La intervención quirúrgica es una medida de último recurso, que se utiliza en los casos en que la enfermedad está muy avanzada y existe predisposición a sufrir varices. La intervención quirúrgica se selecciona según la ubicación de los principales trastornos e implica los siguientes procedimientos:

  • ligadura de la vena ovárica;
  • ligadura de la vena pudenda (a menudo en combinación con miniflebectomía perineal);
  • Operación de Troyanov-Trendelenburg (crosectomía): en caso de daño a las venas de las extremidades inferiores.

Si es necesaria una intervención quirúrgica, la selección de las acciones adecuadas es muy individual, ya que todo depende de la ubicación de la lesión.

Prevención de recaídas

Las mejores medidas preventivas para el VD pélvico pueden ser:

  • alimentación saludable después de la recuperación;
  • distribución razonable de la carga de trabajo, normalización de las condiciones laborales;
  • una rutina diaria mesurada que minimice el estrés (un factor importante que afecta los niveles hormonales);
  • actividad sexual moderada (métodos anticonceptivos suaves);
  • Administración profiláctica de venotónicos en un curso cada 2-4 meses.

La actitud atenta hacia tu cuerpo es un punto clave, ya que el proceso de estancamiento en las venas puede volver a manifestarse cuando se regresa a los viejos hábitos, y luego a las causas de la enfermedad.

Criterios para la efectividad del tratamiento de ARVMT.

Los criterios para la eficacia del tratamiento de esta enfermedad incluyen:

  • eliminación de los síntomas de VR de las venas pélvicas;
  • según los datos de la investigación: indicadores que indican una mejora en el drenaje venoso;
  • remisión prolongada de la enfermedad;
  • mejora del estilo de vida como resultado de métodos de tratamiento conservadores;
  • mejorar la apariencia de la piel sobre las áreas dañadas;
  • normalización de procesos hormonales.

El tratamiento eficaz de las varices pélvicas tiene un efecto positivo tanto en el estado fisiológico como psicoemocional del paciente.

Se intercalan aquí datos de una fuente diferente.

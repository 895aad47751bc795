//! Status lines for the user.
//!
//! Everything goes to stderr: stdout is reserved for the trip log itself,
//! so `triplog convert ... > trips.csv` stays clean.

use std::fmt;

/// ANSI colors
const RESET: &str = "\x1b[0m";
const BOLD: &str = "\x1b[1m";

const FG_BLUE: &str = "\x1b[34m";
const FG_GREEN: &str = "\x1b[32m";
const FG_YELLOW: &str = "\x1b[33m";
const FG_RED: &str = "\x1b[31m";

/// Icons
const ICON_INFO: &str = "ℹ️";
const ICON_OK: &str = "✅";
const ICON_WARN: &str = "⚠️";
const ICON_ERR: &str = "❌";

pub fn info<T: fmt::Display>(msg: T) {
    eprintln!("{}{}{} {}{}", FG_BLUE, BOLD, ICON_INFO, RESET, msg);
}

pub fn success<T: fmt::Display>(msg: T) {
    eprintln!("{}{}{} {}{}", FG_GREEN, BOLD, ICON_OK, RESET, msg);
}

pub fn warning<T: fmt::Display>(msg: T) {
    eprintln!("{}{}{} {}{}", FG_YELLOW, BOLD, ICON_WARN, RESET, msg);
}

pub fn error<T: fmt::Display>(msg: T) {
    eprintln!("{}{}{} {}{}", FG_RED, BOLD, ICON_ERR, RESET, msg);
}
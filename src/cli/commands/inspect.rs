use crate::cli::parser::Commands;
use crate::config::Config;
use crate::core::inspect::InspectLogic;
use crate::errors::{AppError, AppResult};
use crate::ui::messages::warning;
use crate::utils::path::require_input;

pub fn handle(cmd: &Commands, cfg: &Config) -> AppResult<()> {
    if let Commands::Inspect { log, filter } = cmd {
        let mut cfg = cfg.clone();
        filter.apply(&mut cfg);

        let log_path = require_input(log)?;

        match InspectLogic::run(&log_path, &cfg) {
            Ok(report) => print!("{}", InspectLogic::render(&report, &cfg)),
            Err(AppError::EmptyInput) => warning(AppError::EmptyInput),
            Err(e) => return Err(e),
        }
    }
    Ok(())
}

Entre las complicaciones de las varices de la pelvis pequeña, pueden ocurrir las siguientes:

  • sangrado uterino disfuncional;
  • enfermedades infecciosas del útero y sus apéndices;
  • procesos inflamatorios de diversa gravedad;
  • enfermedades de la vejiga;
  • trombosis de las venas pélvicas (complicación grave y rara, observada en el 2-3 por ciento de todos los casos de la enfermedad);
  • enfermedades ginecológicas como resultado del proceso inflamatorio;
  • El dolor experimentado durante las relaciones sexuales en presencia de esta enfermedad puede provocar vaginismo y posterior aversión a la vida íntima.

En promedio, las mujeres de entre 25 y 45 años acuden a un especialista con síntomas y manifestaciones similares. Durante la menopausia, las venas varicosas de las venas pélvicas son más complicadas y la probabilidad de complicaciones es mayor.

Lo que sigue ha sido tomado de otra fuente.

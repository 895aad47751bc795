use crate::core::filter::{DEFAULT_MIN_FIX_QUALITY, DEFAULT_MIN_SATELLITES, RowFilter};
use crate::core::waypoints::DEFAULT_TOLERANCE_M;
use crate::errors::{AppError, AppResult};
use crate::export::OutputFormat;
use crate::models::SegmentField;
use crate::utils::path::expand_tilde;
use serde::{Deserialize, Serialize};
use std::env;
use std::fs;
use std::io::Write;
use std::path::{Path, PathBuf};

/// Run settings. Loaded once, then passed by reference to every component.
#[derive(Debug, Clone, PartialEq, Serialize, Deserialize)]
pub struct Config {
    #[serde(default = "default_min_fix_quality")]
    pub min_fix_quality: i64,
    #[serde(default = "default_min_satellites")]
    pub min_satellites: i64,
    #[serde(default)]
    pub output_format: OutputFormat,
    #[serde(default)]
    pub segment_field: SegmentField,
    #[serde(default = "default_tolerance")]
    pub waypoint_tolerance_m: f64,
    /// Default waypoint table used when `convert` gets no `-w`.
    #[serde(default, skip_serializing_if = "Option::is_none")]
    pub waypoints_file: Option<String>,
}

fn default_min_fix_quality() -> i64 {
    DEFAULT_MIN_FIX_QUALITY
}
fn default_min_satellites() -> i64 {
    DEFAULT_MIN_SATELLITES
}
fn default_tolerance() -> f64 {
    DEFAULT_TOLERANCE_M
}

impl Default for Config {
    fn default() -> Self {
        Self {
            min_fix_quality: default_min_fix_quality(),
            min_satellites: default_min_satellites(),
            output_format: OutputFormat::default(),
            segment_field: SegmentField::default(),
            waypoint_tolerance_m: default_tolerance(),
            waypoints_file: None,
        }
    }
}

impl Config {
    /// Return the standard configuration directory depending on the platform
    pub fn config_dir() -> PathBuf {
        if cfg!(target_os = "windows") {
            let appdata = env::var("APPDATA").unwrap_or_else(|_| ".".to_string());
            PathBuf::from(appdata).join("triplog")
        } else {
            let home = env::var("HOME").unwrap_or_else(|_| ".".to_string());
            PathBuf::from(home).join(".triplog")
        }
    }

    /// Return the full path of the config file
    pub fn config_file() -> PathBuf {
        Self::config_dir().join("triplog.conf")
    }

    /// Load configuration from `path`, or return defaults if not found
    pub fn load_from(path: &Path) -> AppResult<Self> {
        if !path.exists() {
            return Ok(Self::default());
        }

        let content = fs::read_to_string(path).map_err(|_| AppError::ConfigLoad)?;
        let cfg: Config = serde_yaml::from_str(&content)?;
        cfg.validate()?;
        Ok(cfg)
    }

    /// Load the standard configuration file
    pub fn load() -> AppResult<Self> {
        Self::load_from(&Self::config_file())
    }

    /// Write the configuration as YAML, creating the parent directory.
    pub fn save_to(&self, path: &Path) -> AppResult<()> {
        if let Some(dir) = path.parent()
            && !dir.as_os_str().is_empty()
        {
            fs::create_dir_all(dir)?;
        }

        let yaml = serde_yaml::to_string(self)?;
        let mut file = fs::File::create(path).map_err(|_| AppError::ConfigSave)?;
        file.write_all(yaml.as_bytes())
            .map_err(|_| AppError::ConfigSave)?;
        Ok(())
    }

    pub fn validate(&self) -> AppResult<()> {
        if !(self.waypoint_tolerance_m.is_finite() && self.waypoint_tolerance_m > 0.0) {
            return Err(AppError::Config(format!(
                "waypoint_tolerance_m must be a positive number, got {}",
                self.waypoint_tolerance_m
            )));
        }
        Ok(())
    }

    pub fn row_filter(&self) -> RowFilter {
        RowFilter::new(self.min_fix_quality, self.min_satellites)
    }

    pub fn waypoints_path(&self) -> Option<PathBuf> {
        self.waypoints_file.as_deref().map(expand_tilde)
    }
}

Por lo tanto, la enfermedad, al ser consecuencia del estilo de vida inadecuado de una persona moderna, afecta significativamente su calidad. El tratamiento oportuno y adecuado puede ralentizar el desarrollo o curar la enfermedad por completo.

Por eso es importante prestar atención a los síntomas de esta enfermedad a tiempo y consultar a un médico.